De acordo com uma sondagem realizada em maio pelo instituto Datafolha, 32% da população concorda com a total restrição da interrupção da gravidez no país, quatro em cada 10 brasileiros acredita que a lei não deve sofrer alterações, 18% acredita que o aborto deve ser permitido em mais situações e apenas 8% defende que o aborto deve ser permitido em qualquer situação.
A diferença entre a opinião de homens e mulheres é praticamente residual: 31% do público masculino e 33% das mulheres afirmam que o aborto deve ser proibido em qualquer caso.
Apesar disso, a coordenadora do projeto que em média é procurado por 300, a 350 mulheres, por mês, que pedem ajuda, e que é financiando apenas por pessoas físicas, acredita que "a descriminalização do aborto no Brasil vai acontecer".
"Vai acontecer através do constitucional, do judiciário. Porque a gente não tem legislativo no Brasil. A gente tem uma câmara legislativa totalmente arruinada pela milícia, bíblia, a bala, o boi", disse, referindo-se às bancadas mais conservadoras do Congresso brasileiro.
Juliana Reis acredita que com o possível próximo Governo de Lula da Silva a flexibilização do aborto pode ser uma realidade, com a entrada de novos juízes no Supremo Tribunal Federal.
Estas questões não avançaram antes, critica, devido ao que chama de "Arroto histórico", uma alusão ao Governo de Jair Bolsonaro.
"Domingo está aí, janeiro está aí e a gente retoma uma trajetória de civilização", apostou.
Em junho, surgiu uma controvérsia no país depois de uma juíza ter impedido uma vítima de violação de 11 anos de fazer um aborto, embora estivesse protegida por lei.
A juíza também ordenou que a rapariga fosse colocada num lar de acolhimento para a impedir de fazer um aborto, embora no final, após pressão do Ministério Público, ela tenha conseguido interromper a sua gravidez.
Estes casos não são incomuns, defendeu a ativista, explicando que grande parte do trabalho da ONG é ajudar as brasileiras a acederam ao aborto nos casos permitidos por lei no país.
"No Brasil a gente também vai encaminhar as mulheres que sejam vítimas de violência sexual, que têm diagnóstico de má formação incompatíveis com a vida e em casos em que a saúde da mulher esteja ameaçada", detalhou.

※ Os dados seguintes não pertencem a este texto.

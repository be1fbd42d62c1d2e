// SPDX-FileCopyrightText: 2026 Wuzzy Contributors
// SPDX-License-Identifier: MIT OR Apache-2.0

//! The analytics service object.

use std::collections::BTreeMap;
use std::sync::{Arc, Mutex, PoisonError};
use std::time::Duration;

use chrono::SecondsFormat;
use tokio::runtime::Handle;
use tokio::task::JoinHandle;
use tokio_util::sync::CancellationToken;
use tracing::{debug, warn};
use uuid::Uuid;
use wuzzy_config::WuzzyConfig;
use wuzzy_core::{
    AnalyticsError, ApplicationType, Clock, ConsentStatus, RetryState, UbiQuery,
    WalletConsentStatus,
};
use wuzzy_queue::{spawn_timer_driver, DeliveryQueue, FiredTimers, QueuePhase};
use wuzzy_session::SessionManager;

use crate::builder::AnalyticsBuilder;

/// Consent-aware search analytics: the entry point for a host application.
///
/// Cloning is cheap; clones share the same session and queue.
#[derive(Clone)]
pub struct Analytics {
    session: Arc<SessionManager>,
    queue: Arc<DeliveryQueue>,
    clock: Arc<dyn Clock>,
    /// Fired-timer receiver of the built-in scheduler, taken by the driver.
    fired: Arc<Mutex<Option<FiredTimers>>>,
}

impl Analytics {
    pub fn builder(config: WuzzyConfig) -> AnalyticsBuilder {
        AnalyticsBuilder::new(config)
    }

    pub(crate) fn from_parts(
        session: Arc<SessionManager>,
        queue: Arc<DeliveryQueue>,
        clock: Arc<dyn Clock>,
        fired: Option<FiredTimers>,
    ) -> Self {
        Self {
            session,
            queue,
            clock,
            fired: Arc::new(Mutex::new(fired)),
        }
    }

    /// Starts feeding queue timers from the built-in scheduler.
    ///
    /// Returns `None` when a custom scheduler was supplied or the driver is
    /// already running.
    pub fn spawn_timer_driver(&self, shutdown: CancellationToken) -> Option<JoinHandle<()>> {
        let fired = self
            .fired
            .lock()
            .unwrap_or_else(PoisonError::into_inner)
            .take()?;
        Some(spawn_timer_driver(self.queue.clone(), fired, shutdown))
    }

    /// Loads consent, session and the persisted queue. Idempotent.
    pub async fn initialize(&self) {
        self.session.initialize().await;
        self.queue.initialize();
    }

    // --- tracking ---

    /// Records a search query and returns its correlation id at once.
    ///
    /// Tracking (session acquisition, enqueueing, a batch send when one
    /// fills) runs on a spawned task, so the caller never waits on the
    /// analytics API. Without accepted consent nothing is recorded. Failures
    /// are logged and never surface here. Outside a tokio runtime the query
    /// is not tracked.
    pub fn submit_query(
        &self,
        application: ApplicationType,
        user_query: &str,
        hit_ids: Vec<String>,
        attributes: Option<BTreeMap<String, serde_json::Value>>,
    ) -> Uuid {
        let query_id = Uuid::new_v4();
        let Ok(runtime) = Handle::try_current() else {
            warn!(%query_id, "no async runtime, search query not tracked");
            return query_id;
        };
        let analytics = self.clone();
        let user_query = user_query.to_string();
        runtime.spawn(async move {
            analytics
                .record(query_id, application, &user_query, hit_ids, attributes)
                .await;
        });
        query_id
    }

    /// Like [`Analytics::submit_query`], but waits until the query is queued,
    /// including any batch send it triggers.
    ///
    /// For short-lived hosts that must not exit before the event is stored.
    pub async fn track_query(
        &self,
        application: ApplicationType,
        user_query: &str,
        hit_ids: Vec<String>,
        attributes: Option<BTreeMap<String, serde_json::Value>>,
    ) -> Uuid {
        let query_id = Uuid::new_v4();
        self.record(query_id, application, user_query, hit_ids, attributes)
            .await;
        query_id
    }

    async fn record(
        &self,
        query_id: Uuid,
        application: ApplicationType,
        user_query: &str,
        hit_ids: Vec<String>,
        attributes: Option<BTreeMap<String, serde_json::Value>>,
    ) {
        match self
            .track(query_id, application, user_query, hit_ids, attributes)
            .await
        {
            Ok(()) => {}
            Err(AnalyticsError::ConsentRequired) => {
                debug!(%query_id, "analytics consent not accepted, query not tracked");
            }
            Err(e) => warn!(%query_id, error = %e, "failed to track search query"),
        }
    }

    async fn track(
        &self,
        query_id: Uuid,
        application: ApplicationType,
        user_query: &str,
        hit_ids: Vec<String>,
        attributes: Option<BTreeMap<String, serde_json::Value>>,
    ) -> Result<(), AnalyticsError> {
        if !self.session.is_initialized() || !self.queue.is_initialized() {
            self.initialize().await;
        }
        if !self.session.has_consent() {
            return Err(AnalyticsError::ConsentRequired);
        }

        let client_id = self.session.ensure_client_id().await?;
        let event = UbiQuery {
            application,
            query_id,
            client_id,
            user_query: user_query.to_string(),
            timestamp: self.clock.now().to_rfc3339_opts(SecondsFormat::Millis, true),
            query_response_hit_ids: hit_ids,
            query_attributes: attributes,
        };
        debug!(%query_id, %application, "tracking search query");
        self.queue.add(event).await;
        Ok(())
    }

    /// Sends whatever is queued now.
    pub async fn flush(&self) {
        self.queue.flush().await;
    }

    /// Fire-and-forget flush for shutdown paths.
    pub fn flush_on_teardown(&self) -> JoinHandle<()> {
        self.queue.flush_on_teardown()
    }

    /// Sends events waiting on the flush timer before the host exits, giving
    /// up after `limit`.
    ///
    /// A queue in backoff is left alone; its retry deadline is persisted and
    /// resumes on the next start.
    pub async fn flush_before_exit(&self, limit: Duration) {
        if self.queue.phase() != QueuePhase::Scheduled {
            return;
        }
        let pending = self.queue.len();
        match tokio::time::timeout(limit, self.flush_on_teardown()).await {
            Ok(Ok(())) => debug!(pending, "flushed analytics queue before exit"),
            Ok(Err(e)) => warn!(error = %e, "analytics flush task failed at exit"),
            Err(_) => warn!(
                pending,
                limit_ms = limit.as_millis() as u64,
                "analytics flush at exit timed out"
            ),
        }
    }

    /// Deletes every trace of the user: queued events, retry state, session,
    /// consent and wallet consent.
    pub fn clear_all_data(&self) {
        self.queue.clear();
        self.session.clear_session();
        self.session.clear_wallet_consent();
    }

    pub fn queue_len(&self) -> usize {
        self.queue.len()
    }

    pub fn queue_phase(&self) -> QueuePhase {
        self.queue.phase()
    }

    pub fn retry_state(&self) -> RetryState {
        self.queue.retry_state()
    }

    pub fn queued_events(&self) -> Vec<UbiQuery> {
        self.queue.snapshot()
    }

    // --- consent ---

    pub fn consent_status(&self) -> ConsentStatus {
        self.session.consent_status()
    }

    pub fn has_consent(&self) -> bool {
        self.session.has_consent()
    }

    pub fn needs_consent(&self) -> bool {
        self.session.needs_consent()
    }

    pub async fn accept_consent(&self) {
        self.session.accept_consent().await;
    }

    pub fn decline_consent(&self) {
        self.session.decline_consent();
    }

    pub fn client_id(&self) -> Option<String> {
        self.session.client_id()
    }

    pub fn session_id(&self) -> Option<String> {
        self.session.session_id()
    }

    // --- wallet ---

    pub fn connect_wallet(&self, wallet_address: &str) {
        self.session.connect_wallet(wallet_address);
    }

    pub fn disconnect_wallet(&self) {
        self.session.disconnect_wallet();
    }

    pub fn wallet_address(&self) -> Option<String> {
        self.session.wallet_address()
    }

    pub fn wallet_consent_status(&self) -> WalletConsentStatus {
        self.session.wallet_consent_status()
    }

    pub async fn accept_wallet_consent(&self, wallet_address: &str) -> Result<(), AnalyticsError> {
        self.session.accept_wallet_consent(wallet_address).await
    }

    pub fn decline_wallet_consent(&self) {
        self.session.decline_wallet_consent();
    }

    pub fn needs_wallet_consent(&self, wallet_address: Option<&str>) -> bool {
        self.session.needs_wallet_consent(wallet_address)
    }

    pub fn has_wallet_consent(&self, wallet_address: Option<&str>) -> bool {
        self.session.has_wallet_consent(wallet_address)
    }
}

No entanto, devido ao facto de a sociedade brasileira ser conservadora, com movimentos religiosos importantes, existe pressão até para impedir que mulheres façam aborto no Brasil nos casos permitidos por lei.
"Existem hospitais públicos no Brasil com um ativo de violência sexual de acolhimento de mulheres e que falseiam ultrassom, que impedem a mulher com mentiras para acederem ao aborto", denunciou.
"Basta um médico, ou uma rececionista na portaria do hospital que vê uma mulher e que eventualmente vai mentir", disse.